If fileExt contains any of "dx", "DX", "jdx" or "JDX", then the files will be processed by readJDX. Consider setting debug = TRUE, or debug = 1 etc for this format, as there are many options for JCAMP, and many are untested. See readJDX for options and known limitations.

matrix2SpectraObject

This function takes one or more csv-like files, containing frequencies in the first column, and samples in additional columns, and processes it into a Spectra object. The file MUST have a header row which includes the sample names. There need not be a header for the first (frequency) column. If more than one file given, they must all have the same frequency entries.

gr.crit and Sample Name Gotchas

The matching of gr.crit against the sample file names (in files2SpectraObject) or column headers/sample names (in matrix2SpectraObject) is done one at a time, in order, using grep. While powerful, this has the potential to lead to some "gotchas" in certain cases, noted below.

Your file system may allow file/sample names which R will not like, and will cause confusing behavior. File/sample names become variables in ChemoSpec, and R does not like things like "-" (minus sign or hyphen) in file/sample names. A hyphen is converted to a period (".") if found, which is fine for a variable name. However, a period in gr.crit is interpreted from the grep point of view, namely a period matches any single character. At this point, things may behave very differently than one might hope. See make.names for allowed characters in R variables and make sure your file/sample names comply.
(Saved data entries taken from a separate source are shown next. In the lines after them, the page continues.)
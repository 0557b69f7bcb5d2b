//! Shell completion generation.

use clap::CommandFactory;
use clap_complete::{Generator, generate, shells};

use crate::cli::{Cli, CompletionsArgs, Shell};

const BIN: &str = "hexgen";

pub fn execute(args: CompletionsArgs) -> crate::error::CliResult<()> {
    match args.shell {
        Shell::Bash => write(shells::Bash),
        Shell::Zsh => write(shells::Zsh),
        Shell::Fish => write(shells::Fish),
        Shell::PowerShell => write(shells::PowerShell),
        Shell::Elvish => write(shells::Elvish),
    }
    Ok(())
}

fn write(shell: impl Generator) {
    let mut cmd = Cli::command();
    generate(shell, &mut cmd, BIN, &mut std::io::stdout());
}
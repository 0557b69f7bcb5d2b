//! YAML-backed config store, one instance per registry kind.

use std::io;
use std::path::Path;
use std::sync::Arc;

use serde_yaml::{Mapping, Value};
use tracing::{debug, info, instrument, warn};

use hexgen_core::application::{
    ConfigError,
    ports::{AddOutcome, ConfigStore, Filesystem},
};
use hexgen_core::domain::{ConfigEntry, RegistryKind};

use super::backup::BackupGuard;
use super::layout::{SectionLayout, SectionShape, entry_value};
use super::splice::append_entry;

/// Reads and appends registrations in a YAML file.
///
/// New entries are spliced into the existing text, so existing keys,
/// comments and formatting stay as they were. Inline sections with content
/// fall back to re-serialising the document.
pub struct YamlConfigStore {
    kind: RegistryKind,
    layout: SectionLayout,
    fs: Arc<dyn Filesystem>,
}

impl YamlConfigStore {
    pub fn new(kind: RegistryKind, fs: Arc<dyn Filesystem>) -> Self {
        Self {
            kind,
            layout: SectionLayout::for_kind(kind),
            fs,
        }
    }

    pub fn layout(&self) -> SectionLayout {
        self.layout
    }

    /// `None` when the file does not exist.
    fn load(&self, file: &Path) -> Result<Option<String>, ConfigError> {
        match self.fs.read_to_string(file) {
            Ok(text) => Ok(Some(text)),
            Err(e) if e.kind() == io::ErrorKind::NotFound => Ok(None),
            Err(e) => Err(io_error(file, e)),
        }
    }

    /// Empty files and a bare `~` count as an empty document.
    fn parse(&self, file: &Path, text: &str) -> Result<Value, ConfigError> {
        if text.trim().is_empty() {
            return Ok(Value::Mapping(Mapping::new()));
        }
        let value: Value = serde_yaml::from_str(text).map_err(|e| ConfigError::Parse {
            path: file.to_path_buf(),
            reason: e.to_string(),
        })?;
        match value {
            Value::Null => Ok(Value::Mapping(Mapping::new())),
            Value::Mapping(_) => Ok(value),
            _ => Err(self.shape_error(file, 0, "mapping")),
        }
    }

    fn contains(&self, file: &Path, root: &Value, key: &str) -> Result<bool, ConfigError> {
        let mut current = root;
        for (depth, segment) in self.layout.path.iter().enumerate() {
            let map = current
                .as_mapping()
                .ok_or_else(|| self.shape_error(file, depth, "mapping"))?;
            match map.get(*segment) {
                None | Some(Value::Null) => return Ok(false),
                Some(next) => current = next,
            }
        }

        let depth = self.layout.path.len();
        match self.layout.shape {
            SectionShape::Mapping => current
                .as_mapping()
                .map(|m| m.contains_key(key))
                .ok_or_else(|| self.shape_error(file, depth, "mapping")),
            SectionShape::List { id_field } => current
                .as_sequence()
                .map(|items| {
                    items
                        .iter()
                        .any(|item| item.get(id_field).and_then(Value::as_str) == Some(key))
                })
                .ok_or_else(|| self.shape_error(file, depth, "list")),
        }
    }

    /// Insert `value` under `key`, creating missing sections.
    fn insert(
        &self,
        file: &Path,
        root: &mut Value,
        key: &str,
        value: Value,
    ) -> Result<(), ConfigError> {
        let path = self.layout.path;
        let mut current = root;
        for (depth, segment) in path.iter().enumerate() {
            let is_leaf = depth + 1 == path.len();
            let Value::Mapping(map) = current else {
                return Err(self.shape_error(file, depth, "mapping"));
            };

            if map.get(*segment).is_none_or(Value::is_null) {
                let fresh = match self.layout.shape {
                    SectionShape::List { .. } if is_leaf => Value::Sequence(Vec::new()),
                    _ => Value::Mapping(Mapping::new()),
                };
                debug!(section = %path[..=depth].join("."), "Creating section");
                map.insert(Value::String((*segment).to_string()), fresh);
            }
            current = map
                .get_mut(*segment)
                .ok_or_else(|| self.shape_error(file, depth, "mapping"))?;
        }

        let depth = path.len();
        match self.layout.shape {
            SectionShape::Mapping => {
                let Value::Mapping(section) = current else {
                    return Err(self.shape_error(file, depth, "mapping"));
                };
                section.insert(Value::String(key.to_string()), value);
            }
            SectionShape::List { .. } => {
                let Value::Sequence(items) = current else {
                    return Err(self.shape_error(file, depth, "list"));
                };
                items.push(value);
            }
        }
        Ok(())
    }

    /// Steps after the backup: build, serialise and write the new document.
    ///
    /// The entry is spliced into the existing text so comments and formatting
    /// survive. The splice must parse back to the same document as a plain
    /// insert; otherwise the whole document is re-serialised.
    fn apply(
        &self,
        file: &Path,
        original: &str,
        root: Value,
        entry: &ConfigEntry,
    ) -> Result<(), ConfigError> {
        let serialization = |e: serde_yaml::Error| ConfigError::Serialization {
            path: file.to_path_buf(),
            reason: e.to_string(),
        };
        let value = entry_value(entry).map_err(serialization)?;
        let mut expected = root;
        self.insert(file, &mut expected, entry.key(), value.clone())?;

        let text = match append_entry(original, &self.layout, entry.key(), &value)
            .map_err(serialization)?
        {
            Some(spliced) if parses_to(&spliced, &expected) => spliced,
            _ => {
                debug!(
                    section = %self.layout.dotted(),
                    "Section cannot be extended in place, rewriting"
                );
                serde_yaml::to_string(&expected).map_err(serialization)?
            }
        };

        if let Some(parent) = file.parent().filter(|p| !p.as_os_str().is_empty()) {
            if !self.fs.exists(parent) {
                self.fs.create_dir_all(parent).map_err(|e| io_error(parent, e))?;
            }
        }
        self.fs.write_file(file, &text).map_err(|e| io_error(file, e))
    }

    /// `depth` segments of the section path, e.g. `doctrine.orm`.
    fn shape_error(&self, file: &Path, depth: usize, expected: &'static str) -> ConfigError {
        let section = match depth {
            0 => "<document root>".to_string(),
            n => self.layout.path[..n.min(self.layout.path.len())].join("."),
        };
        ConfigError::UnexpectedShape {
            path: file.to_path_buf(),
            section,
            expected,
        }
    }
}

fn parses_to(text: &str, expected: &Value) -> bool {
    serde_yaml::from_str::<Value>(text).is_ok_and(|v| &v == expected)
}

fn io_error(path: &Path, e: io::Error) -> ConfigError {
    ConfigError::Io {
        path: path.to_path_buf(),
        reason: e.to_string(),
    }
}

impl ConfigStore for YamlConfigStore {
    fn kind(&self) -> RegistryKind {
        self.kind
    }

    #[instrument(skip_all, fields(kind = %self.kind, key = key, file = %file.display()))]
    fn exists(&self, file: &Path, key: &str) -> Result<bool, ConfigError> {
        let Some(text) = self.load(file)? else {
            return Ok(false);
        };
        let root = self.parse(file, &text)?;
        self.contains(file, &root, key)
    }

    #[instrument(skip_all, fields(kind = %self.kind, key = entry.key(), file = %file.display()))]
    fn add(&self, file: &Path, entry: &ConfigEntry) -> Result<AddOutcome, ConfigError> {
        if entry.kind() != self.kind {
            return Err(ConfigError::KindMismatch {
                path: file.to_path_buf(),
                expected: self.kind,
                found: entry.kind(),
            });
        }

        let original = self.load(file)?;
        let root = self.parse(file, original.as_deref().unwrap_or(""))?;
        if self.contains(file, &root, entry.key())? {
            debug!("Already registered");
            return Ok(AddOutcome::AlreadyPresent);
        }

        let guard = BackupGuard::take(self.fs.as_ref(), file, original.as_deref())?;
        match self.apply(file, original.as_deref().unwrap_or(""), root, entry) {
            Ok(()) => {
                guard.commit();
                info!("Entry registered");
                Ok(AddOutcome::Added)
            }
            Err(e) => {
                warn!(error = %e, "Registration failed, rolling back");
                guard.rollback()?;
                Err(e)
            }
        }
    }
}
The entries in gr.crit must be mutually exclusive. For example, if you have files with names like "Control_1" and "Sample_1" and use gr.crit = c("Control", "Sample") groups will be assigned as you would expect. But, if you have file names like "Control_1_Shade" and "Sample_1_Sun" you can't use gr.crit = c("Control", "Sample", "Sun", "Shade") because each criteria is grepped in order, and the "Sun/Shade" phrases, being last, will form the basis for your groups. Because this is a grep process, you can get around this by using regular expressions in your gr.crit argument to specify the desired groups in a mutually exclusive manner. In this second example, you could use gr.crit = c("Control(.*)Sun", "Control(.*)Shade", "Sample(.*)Sun", "Sample(.*)Shade") to have your groups assigned based upon both phrases in the file names.

To summarize, gr.crit is used as a grep pattern, and the file/sample names are the target. Make sure your file/sample names comply with make.names.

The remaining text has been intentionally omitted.